Un nouveau rapace fait son apparition dans le domaine de la spéculation sur les crédits, c’est ce qu’on appelle les « Fonds Vautours ».
Ces rapaces sont des sociétés spécialisées dans la spéculation sur les créances douteuses. Les créances sont des droits exigés sur des débiteurs par les créditeurs qui leur ont fourni une prestation financière.
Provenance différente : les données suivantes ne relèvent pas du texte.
impl Cx {
    pub(crate) fn new(
        rt: Arc<RuntimeShared>,
        dom: Arc<DomainHandle>,
        task: PromiseId,
        cancel: Arc<CancelCell>,
        baton: Baton,
        reply_to: Option<DomainId>,
    ) -> Self {
        Self {
            rt,
            dom,
            task,
            cancel,
            baton,
            reply_to,
        }
    }

    /// The domain this task runs on.
    #[must_use]
    pub fn domain(&self) -> DomainId {
        self.dom.id
    }

    /// The events source of the current domain, for consumers that need
    /// to downcast to a concrete source (see [`crate::time`]).
    #[must_use]
    pub fn events(&self) -> &dyn Events {
        self.dom.events.as_ref()
    }

    /// True if cancellation of the current task has been requested.
    ///
    /// Long computations can poll this between suspension points.
    #[must_use]
    pub fn cancel_requested(&self) -> bool {
        self.cancel.is_requested()
    }

    /// Submits `f` to the dispatcher as a parallel task: it will run on
    /// some domain other than this one. The result is delivered back to
    /// this domain and consumed with [`Cx::wait`].
    ///
    /// Fails with `EmptyDomainPool` when no worker domains exist.
    pub fn call<T, F>(&self, f: F) -> Result<Promise<T>>
    where
        T: Send + 'static,
        F: FnOnce(&Cx) -> Result<T> + Send + 'static,
    {
        if self.rt.domain_count() <= 1 {
            return Err(Error::new(ErrorKind::EmptyDomainPool)
                .with_context("call requires at least one worker domain"));
        }
        let id = PromiseId::next();
        let cancel = Arc::new(CancelCell::new());
        {
            let mut core = self.dom.core.lock();
            core.registry.insert(PromiseRecord::remote_home(
                id,
                Some(self.task),
                Arc::clone(&cancel),
            ));
            if let Some(parent) = core.registry.get_mut(self.task) {
                parent.children.insert(id);
            }
        }
        let closure: TaskClosure = Box::new(move |cx| f(cx).map(|v| Box::new(v) as ErasedValue));
        let target = self.rt.dispatcher.submit(Submission {
            id,
            origin: self.dom.id,
            cancel,
            closure,
        });
        if let Some(target) = target {
            self.rt.domain(target).interrupt();
        }
        debug!(task = %self.task, promise = %id, "parallel task submitted");
        Ok(Promise::new(id, self.dom.id))
    }

    /// Enqueues `f` as a concurrent task on the current domain. It
    /// interleaves with this task at suspension points only.
    pub fn call_cc<T, F>(&self, f: F) -> Promise<T>
    where
        T: Send + 'static,
        F: FnOnce(&Cx) -> Result<T> + Send + 'static,
    {
        let id = PromiseId::next();
        let cancel = Arc::new(CancelCell::new());
        let closure: TaskClosure = Box::new(move |cx| f(cx).map(|v| Box::new(v) as ErasedValue));
        let mut core = self.dom.core.lock();
        core.registry
            .insert(PromiseRecord::task(id, Some(self.task), closure, cancel));
        if let Some(parent) = core.registry.get_mut(self.task) {
            parent.children.insert(id);
        }
        core.run_queue.push(ReadyEntry::Start(id));
        debug!(task = %self.task, promise = %id, "concurrent task enqueued");
        Promise::new(id, self.dom.id)
    }

    /// Creates a syscall promise: a promise resolved by external code
    /// through the events interface. `on_resolve` runs once, on this
    /// domain, when the promise resolves; its return value becomes the
    /// resolved value.
    pub fn make<T, F>(&self, on_resolve: F) -> Promise<T>
    where
        T: Send + 'static,
        F: FnOnce() -> Result<T> + Send + 'static,
    {
        let id = PromiseId::next();
        let cancel = Arc::new(CancelCell::new());
        let on_resolve: OnResolve =
            Box::new(move || on_resolve().map(|v| Box::new(v) as ErasedValue));
        let mut core = self.dom.core.lock();
        core.registry.insert(PromiseRecord::syscall(
            id,
            Some(self.task),
            on_resolve,
            cancel,
        ));
        if let Some(parent) = core.registry.get_mut(self.task) {
            parent.children.insert(id);
        }
        trace!(task = %self.task, promise = %id, "syscall promise created");
        Promise::new(id, self.dom.id)
    }

    /// Packages `(syscall promise, closure)` as a runnable entry for the
    /// events source to return from `select`.
    pub fn task<T>(
        &self,
        p: &Promise<T>,
        work: impl FnOnce() + Send + 'static,
    ) -> Result<RunnableEntry> {
        self.ensure_home(p)?;
        Ok(RunnableEntry {
            promise: p.id,
            home: self.dom.id,
            work: Box::new(work),
        })
    }

    /// The stable id of `p`.
    #[must_use]
    pub fn uid<T>(&self, p: &Promise<T>) -> PromiseId {
        p.id
    }

    /// True iff `p` is still `Pending`. A consumed promise reports false.
    pub fn is_pending<T>(&self, p: &Promise<T>) -> Result<bool> {
        self.ensure_home(p)?;
        let core = self.dom.core.lock();
        Ok(core
            .registry
            .get(p.id)
            .is_some_and(|rec| rec.state.is_pending()))
    }

    /// Requests cancellation of `p` and all of its descendants.
    pub fn cancel<T>(&self, p: &Promise<T>) -> Result<()> {
        self.ensure_home(p)?;
        let mut core = self.dom.core.lock();
        cancel_local(
            &self.rt,
            &mut core,
            p.id,
            CancelReason::user("cancel requested"),
        );
        Ok(())
    }

    /// Voluntary suspension point: other ready tasks on this domain run
    /// before this one continues.
    pub fn yield_now(&self) -> Result<()> {
        if self.cancel.is_requested() {
            return Err(Error::cancelled(&self.cancel.reason()));
        }
        {
            let mut core = self.dom.core.lock();
            core.run_queue.push(ReadyEntry::Resume(self.task));
        }
        self.baton.yield_to_scheduler();
        if self.cancel.is_requested() {
            return Err(Error::cancelled(&self.cancel.reason()));
        }
        Ok(())
    }

    /// Parks the current task until `p` leaves `Pending` and consumes its
    /// outcome. The companion of [`Cx::make`] for syscall promises.
    pub fn suspend<T: 'static>(&self, p: &Promise<T>) -> Result<Outcome<T>> {
        self.wait(p)
    }

    /// Consumes the outcome of `p`, parking until it leaves `Pending`.
    ///
    /// This operation is promise `await`; the name is `wait` because
    /// `await` is a Rust keyword. Fails with `AlreadyConsumed` on a second wait, with
    /// `ForeignPromise` from a non-home domain, and with `Cancelled` if
    /// the *current* task is cancelled while waiting.
    pub fn wait<T: 'static>(&self, p: &Promise<T>) -> Result<Outcome<T>> {
        self.ensure_home(p)?;
        let erased = self.wait_erased(p.id)?;
        downcast_outcome(erased)
    }

    /// Consumes the outcomes of all `ps`, in input order.
    ///
    /// The list must be non-empty (`EmptyAwait` otherwise); this
    /// precondition is load-bearing for callers that treat "all results
    /// arrived" as progress.
    pub fn wait_all<T: 'static>(&self, ps: &[Promise<T>]) -> Result<Vec<Outcome<T>>> {
        if ps.is_empty() {
            return Err(Error::new(ErrorKind::EmptyAwait).with_context("wait_all of no promises"));
        }
        let mut outcomes = Vec::with_capacity(ps.len());
        for p in ps {
            outcomes.push(self.wait(p)?);
        }
        Ok(outcomes)
    }

    /// Waits for the first of `ps` to complete, consumes its outcome, and
    /// cancels all the others. Returns the winner's index and outcome.
    ///
    /// The list must be non-empty (`EmptyAwait` otherwise).
    pub fn wait_first<T: 'static>(&self, ps: &[Promise<T>]) -> Result<(usize, Outcome<T>)> {
        if ps.is_empty() {
            return Err(Error::new(ErrorKind::EmptyAwait).with_context("wait_first of no promises"));
        }
        for p in ps {
            self.ensure_home(p)?;
        }
        loop {
            {
                let mut core = self.dom.core.lock();
                if self.cancel.is_requested() {
                    for p in ps {
                        if let Some(rec) = core.registry.get_mut(p.id) {
                            if rec.waiter == Some(self.task) {
                                rec.waiter = None;
                            }
                        }
                    }
                    return Err(Error::cancelled(&self.cancel.reason()));
                }

                let mut winner = None;
                for (index, p) in ps.iter().enumerate() {
                    match core.registry.get(p.id) {
                        None => {
                            return Err(Error::new(ErrorKind::AlreadyConsumed)
                                .with_context(format!("promise {} already consumed", p.id)));
                        }
                        Some(rec) if !rec.state.is_pending() => {
                            winner = Some(index);
                            break;
                        }
                        Some(_) => {}
                    }
                }

                if let Some(index) = winner {
                    for (other, p) in ps.iter().enumerate() {
                        if other != index {
                            if let Some(rec) = core.registry.get_mut(p.id) {
                                if rec.waiter == Some(self.task) {
                                    rec.waiter = None;
                                }
                            }
                        }
                    }
                    let outcome = consume(&mut core, ps[index].id)?;
                    for (other, p) in ps.iter().enumerate() {
                        if other != index {
                            cancel_local(&self.rt, &mut core, p.id, CancelReason::race_lost());
                        }
                    }
                    trace!(task = %self.task, winner = %ps[index].id, "wait_first settled");
                    return Ok((index, downcast_outcome(outcome)?));
                }

                for p in ps {
                    let Some(rec) = core.registry.get_mut(p.id) else {
                        continue;
                    };
                    if let Some(waiter) = rec.waiter {
                        if waiter != self.task {
                            return Err(Error::new(ErrorKind::AlreadyConsumed)
                                .with_context(format!("promise {} already awaited", p.id)));
                        }
                    }
                    rec.waiter = Some(self.task);
                }
            }
            self.baton.yield_to_scheduler();
        }
    }

    fn ensure_home<T>(&self, p: &Promise<T>) -> Result<()> {
        if p.home == self.dom.id {
            Ok(())
        } else {
            Err(Error::new(ErrorKind::ForeignPromise).with_context(format!(
                "promise {} belongs to {}, current domain is {}",
                p.id, p.home, self.dom.id
            )))
        }
    }

    /// Core wait loop over the erased registry representation.
    ///
    /// Parent finalization does not come through here: it must collect
    /// children even while itself cancelled, so it runs its own loop.
    fn wait_erased(&self, id: PromiseId) -> Result<ErasedOutcome> {
        if id == self.task {
            return Err(Error::internal("a task cannot await its own promise"));
        }
        loop {
            {
                let mut core = self.dom.core.lock();
                if self.cancel.is_requested() {
                    if let Some(rec) = core.registry.get_mut(id) {
                        if rec.waiter == Some(self.task) {
                            rec.waiter = None;
                        }
                    }
                    return Err(Error::cancelled(&self.cancel.reason()));
                }
                match core.registry.get(id) {
                    None => {
                        return Err(Error::new(ErrorKind::AlreadyConsumed)
                            .with_context(format!("promise {id} already consumed")));
                    }
                    Some(rec) if !rec.state.is_pending() => {
                        return consume(&mut core, id);
                    }
                    Some(rec) => {
                        if let Some(waiter) = rec.waiter {
                            if waiter != self.task {
                                return Err(Error::new(ErrorKind::AlreadyConsumed)
                                    .with_context(format!("promise {id} already awaited")));
                            }
                        }
                    }
                }
                if let Some(rec) = core.registry.get_mut(id) {
                    rec.waiter = Some(self.task);
                }
            }
            self.baton.yield_to_scheduler();
        }
    }
}

/// Removes a terminal record and moves its outcome out, detaching it from
/// its parent's children set. The registry-level `Consumed` transition.
fn consume(
    core: &mut crate::domain::DomainCore,
    id: PromiseId,
) -> Result<ErasedOutcome> {
    let Some(rec) = core.registry.remove(id) else {
        return Err(Error::new(ErrorKind::AlreadyConsumed));
    };
    core.registry.detach_child(rec.parent, id);
    rec.state
        .into_outcome()
        .ok_or_else(|| Error::internal("consume of a pending promise"))
}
Tout commence en 2001 lorsque l’Argentine, après 3 ans de récession, se déclare en incapacité de paiement. Sa dette s’élève alors à 100 milliards de dollars. Le pays se met alors en défaut de paiement et entame de longues négociations auprès de leurs créanciers. Les créanciers échangent leurs obligations contre de nouveaux titres d’une valeur inférieure à 70% des titres originaux. 93% des créanciers ont accepté cette offre et Buenos Aires se révélera bon payeur jusqu’à aujourd’hui. L’histoire se complique lorsque NML Capital propose aux créanciers de l’Argentine de racheter les titres qui ont fait défaut mais avec une décote de 80%. En d’autres termes, pour chaque dollar non payé par l’Argentine, NML Capital les rachète 20 centimes. Au lieu d’une perte sèche, les créanciers prennent quelques miettes. L’idée de NML Capital est alors de poursuivre l’Argentine en justice afin d’exiger le remboursement total de la dette, plus les intérêts. Par cette manœuvre, NML Capital espère un retour sur investissement de 1 600% !
Le 21 Novembre 2012, le juge fédéral du district de New York, Thomas Griesa, ordonne à l’Argentine de verser la somme de 1.33 milliard de dollars à divers fonds spéculatifs, dont NML.
Les conséquences directes de ce jugement placent le pays dans un deuxième défaut de paiement. Or, l’injustice vient du fait que l’Argentine a effectué tous les remboursements prévus et peut continuer ainsi, mais ces versements ont été bloqués au niveau des banques, par la décision du juge. Le juge exige de rembourser NML en priorité. De plus, la justice américaine place l’Argentine dans de grosses difficultés économiques. En effet, le pays ne peut plus emprunter sur les marchés internationaux. Ceci favorise alors la fuite massive des capitaux. Le FMI et le ministère américain des finances s’inquiètent de la situation et s’apprêtent à invalider la décision du juge. Comme un seul homme, ils décident de soutenir l’Argentine.
Cependant, c’était sans compter sur le fait que les fonds vautours disposent de leur propre lobby, l’American Task Force Argentina.
Jouissant des services d’anciens hauts fonctionnaires de l’administration Clinton, l’organisation a dépensé plus d’un million de dollars pour défendre le dossier. Ils ont fait pression sur les représentants américains au conseil du FMI. Le FMI est donc revenu sur sa décision et a validé la décision du juge. Ce retournement mettra bien des fonctionnaires du conseil dans l’embarras. Ainsi, en réponse aux questions portant sur ce sujet, William Murray, porte-parole du FMI, déclara : « Allez voir les gens du département du Trésor, ce sont eux qui pourront vous répondre ». Lagarde, directrice du FMI, dira que « la direction et les équipes du FMI demeurent préoccupées par les implications systémiques larges de [cette] décision. » Même l’International Capital Market Association (ICMA), l’organisation représentant les intérêts des acteurs des marchés de capitaux, fait part de sa préoccupation.
Ils ont eu raison d’être préoccupés car la réponse de l’Argentine ne se fit pas attendre et les pays en voie de développement ont vu ici l’intérêt de la soutenir. L’Argentine cherche le moyen de régler ses créanciers en dehors de la juridiction américaine. Pour ce faire, elle propose aux créanciers d’échanger leurs bons contre de nouveaux titres, émis en Argentine. Le problème étant que jusqu’en septembre dernier, il était impossible aux pays en voix de développement d’émettre des bons dans d’autres juridictions que celle des Etats-Unis. A L’ONU, les pays occidentaux ont formé un front commun pour protéger leurs intérêts. Qu’à cela ne tienne, le « groupe des 77 », comprenant les pays en développement et la Chine ont fait voter un texte visant à établir un mécanisme qui permet de rétablir la souveraineté économique d’un pays par la création de ses propres bons.
Ce développement présage de nouveaux bouleversements sur les marchés. Il est fort probable que nous assistions d’ici peu à un début de fuite des émissions des dettes d’Etats vers d’autres centres financiers.